# What you need to do:
All lines up to and including the one that contains "one further to" are to be transcribed exactly, starting from the first line of the records.

[Dataset records]
________

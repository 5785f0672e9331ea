// Rill scanner -- converts source text into a stream of classified tokens.
//
// One left-to-right pass, at most two characters of lookahead (one to
// decide a two-character operator or a fractional dot, one further to
// confirm the fractional digit). Malformed input is reported to the
// injected diagnostic sink and skipped; the scan always runs to
// completion and always ends the stream with an `Eof` token.

mod cursor;

use cursor::Cursor;
use rill_common::error::{LexError, LexErrorKind};
use rill_common::report::{CollectedDiagnostics, DiagnosticSink};
use rill_common::token::{keyword_from_str, Literal, Token, TokenKind};

/// The Rill scanner.
///
/// Owns a [`Cursor`] over one source buffer and an append-only token
/// vector for the duration of a single scan. Nothing persists across
/// invocations: construct it, call [`Scanner::scan_tokens`], discard it.
pub struct Scanner<'src, 'sink> {
    cursor: Cursor<'src>,
    /// 1-based line the cursor is currently on. Never decreases.
    line: u32,
    tokens: Vec<Token<'src>>,
    sink: &'sink mut dyn DiagnosticSink,
}

impl<'src, 'sink> Scanner<'src, 'sink> {
    /// Create a scanner for the given source text, reporting lexical
    /// errors to `sink`.
    pub fn new(source: &'src str, sink: &'sink mut dyn DiagnosticSink) -> Self {
        Self {
            cursor: Cursor::new(source),
            line: 1,
            tokens: Vec::new(),
            sink,
        }
    }

    /// Run the full pass and return the ordered token sequence.
    ///
    /// The returned vector is never empty: its last element is always the
    /// `Eof` sentinel (empty lexeme, absent literal, final line reached).
    pub fn scan_tokens(mut self) -> Vec<Token<'src>> {
        while !self.cursor.is_eof() {
            self.scan_token();
        }
        self.tokens.push(Token::new(TokenKind::Eof, "", None, self.line));
        self.tokens
    }

    /// Scan one lexeme starting at the current cursor position.
    ///
    /// Consumes at least one character. Emits zero or one token.
    fn scan_token(&mut self) {
        let start = self.cursor.pos();
        let line = self.line;
        let Some(c) = self.cursor.advance() else {
            return;
        };

        match c {
            // ── Single-character punctuation ─────────────────────────────
            '(' => self.push(TokenKind::LParen, start, line),
            ')' => self.push(TokenKind::RParen, start, line),
            '{' => self.push(TokenKind::LBrace, start, line),
            '}' => self.push(TokenKind::RBrace, start, line),
            ',' => self.push(TokenKind::Comma, start, line),
            '.' => self.push(TokenKind::Dot, start, line),
            '-' => self.push(TokenKind::Minus, start, line),
            '+' => self.push(TokenKind::Plus, start, line),
            ';' => self.push(TokenKind::Semicolon, start, line),
            '*' => self.push(TokenKind::Star, start, line),

            // ── One- or two-character operators (maximal munch) ──────────
            '!' => {
                let kind = if self.cursor.eat_if('=') {
                    TokenKind::NotEq
                } else {
                    TokenKind::Bang
                };
                self.push(kind, start, line);
            }
            '=' => {
                let kind = if self.cursor.eat_if('=') {
                    TokenKind::EqEq
                } else {
                    TokenKind::Eq
                };
                self.push(kind, start, line);
            }
            '<' => {
                let kind = if self.cursor.eat_if('=') {
                    TokenKind::LtEq
                } else {
                    TokenKind::Lt
                };
                self.push(kind, start, line);
            }
            '>' => {
                let kind = if self.cursor.eat_if('=') {
                    TokenKind::GtEq
                } else {
                    TokenKind::Gt
                };
                self.push(kind, start, line);
            }

            // ── Slash or line comment ────────────────────────────────────
            '/' => {
                if self.cursor.eat_if('/') {
                    // Comment runs to (excluding) the newline, which the
                    // next iteration consumes and counts.
                    self.cursor.eat_while(|c| c != '\n');
                } else {
                    self.push(TokenKind::Slash, start, line);
                }
            }

            // ── Whitespace ───────────────────────────────────────────────
            ' ' | '\t' | '\r' => {}
            '\n' => self.line += 1,

            // ── Literals and identifiers ─────────────────────────────────
            '"' => self.string(start, line),
            '0'..='9' => self.number(start, line),
            c if is_alpha(c) => self.identifier(start, line),

            // ── Error recovery: skip the character, keep scanning ────────
            c => self.error(LexErrorKind::UnexpectedCharacter(c)),
        }
    }

    // ── Helpers ──────────────────────────────────────────────────────────

    /// Emit a token with no literal value covering `start..cursor`.
    fn push(&mut self, kind: TokenKind, start: u32, line: u32) {
        let lexeme = self.cursor.slice(start, self.cursor.pos());
        self.tokens.push(Token::new(kind, lexeme, None, line));
    }

    /// Report a recoverable lexical error at the current line.
    fn error(&mut self, kind: LexErrorKind) {
        let err = LexError::new(kind, self.line);
        self.sink.report(err.line, &err.kind.to_string());
    }

    // ── String literals ──────────────────────────────────────────────────

    /// Scan a string literal; the opening `"` is already consumed.
    ///
    /// Strings may span lines and perform no escape processing (a
    /// backslash is an ordinary character). An unterminated string is
    /// reported at the line input ended on and contributes no token; the
    /// token for a terminated string carries the line it started on.
    fn string(&mut self, start: u32, line: u32) {
        while let Some(c) = self.cursor.peek() {
            if c == '"' {
                break;
            }
            if c == '\n' {
                self.line += 1;
            }
            self.cursor.advance();
        }

        if self.cursor.is_eof() {
            self.error(LexErrorKind::UnterminatedString);
            return;
        }

        // Closing quote; peek told us it is there.
        self.cursor.advance();

        let end = self.cursor.pos();
        let lexeme = self.cursor.slice(start, end);
        let value = self.cursor.slice(start + 1, end - 1);
        self.tokens.push(Token::new(
            TokenKind::StringLiteral,
            lexeme,
            Some(Literal::Str(value)),
            line,
        ));
    }

    // ── Number literals ──────────────────────────────────────────────────

    /// Scan a number literal; the first digit is already consumed.
    ///
    /// Grammar is digits with an optional fractional part. A `.` is only
    /// consumed when a digit follows it, so `123.` scans as the number
    /// `123` and leaves the dot for the next iteration (member access on
    /// a numeric literal).
    fn number(&mut self, start: u32, line: u32) {
        self.cursor.eat_while(|c| c.is_ascii_digit());

        if self.cursor.peek() == Some('.')
            && self.cursor.peek_next().is_some_and(|c| c.is_ascii_digit())
        {
            self.cursor.advance(); // consume '.'
            self.cursor.eat_while(|c| c.is_ascii_digit());
        }

        let lexeme = self.cursor.slice(start, self.cursor.pos());
        // Lexeme matches digits ('.' digits)?, which always parses.
        let value: f64 = lexeme.parse().expect("number lexeme parses as f64");
        self.tokens.push(Token::new(
            TokenKind::NumberLiteral,
            lexeme,
            Some(Literal::Number(value)),
            line,
        ));
    }

    // ── Identifiers and keywords ─────────────────────────────────────────

    /// Scan an identifier or keyword; the first letter is already consumed.
    ///
    /// Identifiers are runs of ASCII letters and digits. Underscores and
    /// non-ASCII characters are not identifier characters in Rill.
    fn identifier(&mut self, start: u32, line: u32) {
        self.cursor.eat_while(is_alpha_numeric);
        let lexeme = self.cursor.slice(start, self.cursor.pos());

        let kind = keyword_from_str(lexeme).unwrap_or(TokenKind::Ident);
        self.tokens.push(Token::new(kind, lexeme, None, line));
    }
}

/// Convenience: scan the entire source, collecting diagnostics.
///
/// Returns the token sequence (always ending in `Eof`) together with the
/// diagnostics reported along the way, in order.
pub fn tokenize(source: &str) -> (Vec<Token<'_>>, CollectedDiagnostics) {
    let mut diagnostics = CollectedDiagnostics::new();
    let tokens = Scanner::new(source, &mut diagnostics).scan_tokens();
    (tokens, diagnostics)
}

/// Whether a character can start an identifier.
fn is_alpha(c: char) -> bool {
    c.is_ascii_alphabetic()
}

/// Whether a character can continue an identifier.
fn is_alpha_numeric(c: char) -> bool {
    c.is_ascii_alphanumeric()
}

________

# Finished exercise:
repository 5785f0672e9331ea
// Rill scanner -- converts source text into a stream of classified tokens.
//
// One left-to-right pass, at most two characters of lookahead (one to
// decide a two-character operator or a fractional dot, one further to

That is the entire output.